In various documents McAtee has been spelled Since medieval scribes still spelled according to sound, records from that era contain an enormous number of spelling variations. MacAteer, MacTear, MacTeir, MacTire, MacAtee, MacAtter, MacAttur and many more.
First found in on the Isle of Iona, where they held a family seat from early times and their first records appeared on the early census rolls taken by the early Kings of Britain to determine the rate of taxation of their subjects.
This web page shows only a small excerpt of our McAtee research. Another 127 words (9 lines of text) covering the years 1372, 1564 and 1564 are included under the topic Early McAtee History in all our PDF Extended History products.
Another 25 words (2 lines of text) are included under the topic Early McAtee Notables in all our PDF Extended History products.
Some of the McAtee family moved to Ireland, but this topic is not covered in this excerpt. Another 147 words (10 lines of text) about their life in Ireland is included in all our PDF Extended History products.
The descendants of the Dalriadan families who made the great crossing of the Atlantic still dot communities along the east coast of the United States and Canada. In the American War of Independence, many of the settlers traveled north to Canada as United Empire Loyalists. Clan societies and highland games have allowed Canadian and American families of Scottish descent to recover much of their lost heritage. Investigation of the origins of family names on the North American continent has revealed that early immigrants bearing the name McAtee or a variant listed above include: William MacAteer settled in Pennsylvania in 1772; Edward MacAtee settled in Philadelphia in 1864; Mark MacAtter settled in New York in 1811; James MacAttur settled in New York in 1811.
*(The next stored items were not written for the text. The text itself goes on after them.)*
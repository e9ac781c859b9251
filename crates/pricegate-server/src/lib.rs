//! # Pricegate Server
//!
//! axum HTTP surface over [`pricegate_core::Engine`].
//!
//! | Route | Description |
//! |-------|-------------|
//! | `GET /price/{symbol}` | classify and resolve |
//! | `GET /futures/{symbol}` | resolve as a future |
//! | `GET /index/{symbol}` | resolve as an index |
//! | `GET /crypto/{symbol}` | CoinGecko price, `400` on failure |
//! | `GET /history/{symbol}?asset_type=` | closes plus change and volatility summary |
//! | `GET /health` | liveness |
//! | `GET\|POST /proxy` | allow-listed forwarding |

pub mod app;
pub mod cli;
pub mod error;
pub mod keepalive;
pub mod logging;
pub mod models;
pub mod routes;

use std::sync::Arc;

use pricegate_core::{Engine, EngineConfig, ReqwestHttpClient};
use tracing::info;

pub use app::{app_router, AppState};
pub use cli::ServerArgs;
pub use error::{ApiError, ServerError};
pub use keepalive::{KeepAlive, KeepAliveHandle};

/// Build the engine, start keep-alive, and serve until Ctrl-C.
pub async fn run(args: ServerArgs) -> Result<(), ServerError> {
    let config = EngineConfig::from_env()?;
    let user_agent = config.user_agent.clone();
    let state = AppState::new(Engine::new(config));

    let keepalive = args.self_ping_target().map(|url| {
        KeepAlive::new(url, Arc::new(ReqwestHttpClient::with_user_agent(&user_agent)))
            .with_interval(args.self_ping_interval())
            .spawn()
    });

    let listener = tokio::net::TcpListener::bind(args.listen).await?;
    info!("Listening on {}", args.listen);

    axum::serve(listener, app_router(state))
        .with_graceful_shutdown(shutdown_signal())
        .await?;

    if let Some(handle) = keepalive {
        handle.stop();
    }
    info!("server stopped");
    Ok(())
}

async fn shutdown_signal() {
    if let Err(error) = tokio::signal::ctrl_c().await {
        tracing::warn!(error = %error, "failed to listen for shutdown signal");
        std::future::pending::<()>().await;
    }
}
The motto was originally a war cry or slogan. Mottoes first began to be shown with arms in the 14th and 15th centuries, but were not in general use until the 17th century. Thus the oldest coats of arms generally do not include a motto. Mottoes seldom form part of the grant of arms: Under most heraldic authorities, a motto is an optional component of the coat of arms, and can be added to or changed at will; many families have chosen not to display a motto.
Motto: Per ardua
Motto Translation: Through difficulties.
The McAtee Family Crest was acquired from the Houseofnames.com archives. The McAtee Family Crest was drawn according to heraldic standards based on published blazons. We generally include the oldest published family crest once associated with each surname.
This page was last modified on 14 January 2016 at 10:04.